=== Dataset ===

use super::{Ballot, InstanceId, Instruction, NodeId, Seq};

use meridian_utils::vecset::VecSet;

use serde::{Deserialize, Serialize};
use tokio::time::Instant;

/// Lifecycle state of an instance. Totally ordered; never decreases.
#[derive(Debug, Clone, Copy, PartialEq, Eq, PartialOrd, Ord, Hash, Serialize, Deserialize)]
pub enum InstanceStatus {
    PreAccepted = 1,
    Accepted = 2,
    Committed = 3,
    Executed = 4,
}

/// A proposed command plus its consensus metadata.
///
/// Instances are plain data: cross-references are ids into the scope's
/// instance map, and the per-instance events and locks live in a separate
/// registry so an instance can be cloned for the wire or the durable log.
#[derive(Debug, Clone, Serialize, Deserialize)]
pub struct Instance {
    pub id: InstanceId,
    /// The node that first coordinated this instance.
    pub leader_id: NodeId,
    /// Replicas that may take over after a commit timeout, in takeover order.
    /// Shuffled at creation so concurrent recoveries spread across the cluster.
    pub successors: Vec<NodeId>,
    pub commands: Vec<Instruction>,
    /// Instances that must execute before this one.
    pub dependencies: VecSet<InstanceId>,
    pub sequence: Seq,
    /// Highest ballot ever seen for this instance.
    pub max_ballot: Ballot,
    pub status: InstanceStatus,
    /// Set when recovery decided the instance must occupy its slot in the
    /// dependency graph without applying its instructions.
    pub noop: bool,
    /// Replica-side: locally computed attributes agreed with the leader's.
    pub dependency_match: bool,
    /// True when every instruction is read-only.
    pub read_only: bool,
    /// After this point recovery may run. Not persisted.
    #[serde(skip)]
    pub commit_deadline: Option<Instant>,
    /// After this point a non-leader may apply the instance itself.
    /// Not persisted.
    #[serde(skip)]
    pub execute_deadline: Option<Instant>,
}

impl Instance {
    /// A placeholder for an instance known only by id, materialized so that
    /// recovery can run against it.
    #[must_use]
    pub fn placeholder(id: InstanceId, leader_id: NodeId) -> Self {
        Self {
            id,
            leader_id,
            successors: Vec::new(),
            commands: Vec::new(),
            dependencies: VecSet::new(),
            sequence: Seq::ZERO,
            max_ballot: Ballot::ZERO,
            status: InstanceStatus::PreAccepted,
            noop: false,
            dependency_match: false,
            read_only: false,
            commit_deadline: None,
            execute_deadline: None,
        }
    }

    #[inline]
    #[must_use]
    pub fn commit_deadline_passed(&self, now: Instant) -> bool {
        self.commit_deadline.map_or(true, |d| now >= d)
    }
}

===

▶ **Aim of the task**
Full repetition needed. Write out every entry above exactly as given.

▶ **Response area**
use super::{Ballot, InstanceId, Instruction, NodeId, Seq};

use meridian_utils::vecset::VecSet;

use serde::{Deserialize, Serialize};
use tokio::time::Instant;

/// Lifecycle state of an instance. Totally ordered; never decreases.
#[derive(Debug, Clone, Copy, PartialEq, Eq, PartialOrd, Ord, Hash, Serialize, Deserialize)]
pub enum InstanceStatus {
    PreAccepted = 1,
    Accepted = 2,
    Committed = 3,
    Executed = 4,
}

/// A proposed command plus its consensus metadata.
///
/// Instances are plain data: cross-references are ids into the scope's
/// instance map, and the per-instance events and locks live in a separate
/// registry so an instance can be cloned for the wire or the durable log.
#[derive(Debug, Clone, Serialize, Deserialize)]
pub struct Instance {
    pub id: InstanceId,
    /// The node that first coordinated this instance.
    pub leader_id: NodeId,
    /// Replicas that may take over after a commit timeout, in takeover order.
    /// Shuffled at creation so concurrent recoveries spread across the cluster.
    pub successors: Vec<NodeId>,
    pub commands: Vec<Instruction>,
    /// Instances that must execute before this one.
    pub dependencies: VecSet<InstanceId>,
    pub sequence: Seq,
    /// Highest ballot ever seen for this instance.
    pub max_ballot: Ballot,
    pub status: InstanceStatus,
    /// Set when recovery decided the instance must occupy its slot in the
    /// dependency graph without applying its instructions.
    pub noop: bool,
    /// Replica-side: locally computed attributes agreed with the leader's.
    pub dependency_match: bool,
    /// True when every instruction is read-only.
    pub read_only: bool,
    /// After this point recovery may run. Not persisted.
    #[serde(skip)]
    pub commit_deadline: Option<Instant>,
    /// After this point a non-leader may apply the instance itself.
    /// Not persisted.
    #[serde(skip)]
    pub execute_deadline: Option<Instant>,
}

impl Instance {
    /// A placeholder for an instance known only by id, materialized so that
    /// recovery can run against it.
    #[must_use]
    pub fn placeholder(id: InstanceId, leader_id: NodeId) -> Self {
        Self {
            id,
            leader_id,
            successors: Vec::new(),
            commands: Vec::new(),
            dependencies: VecSet::new(),
            sequence: Seq::ZERO,
            max_ballot: Ballot::ZERO,
            status: InstanceStatus::PreAccepted,
            noop: false,
            dependency_match: false,
            read_only: false,
            commit_deadline: None,
            execute_deadline: None,
        }
    }

    #[inline]
    #[must_use]
    pub fn commit_deadline_passed(&self, now: Instant) -> bool {
        self.commit_deadline.map_or(true, |d| now >= d)
    }
}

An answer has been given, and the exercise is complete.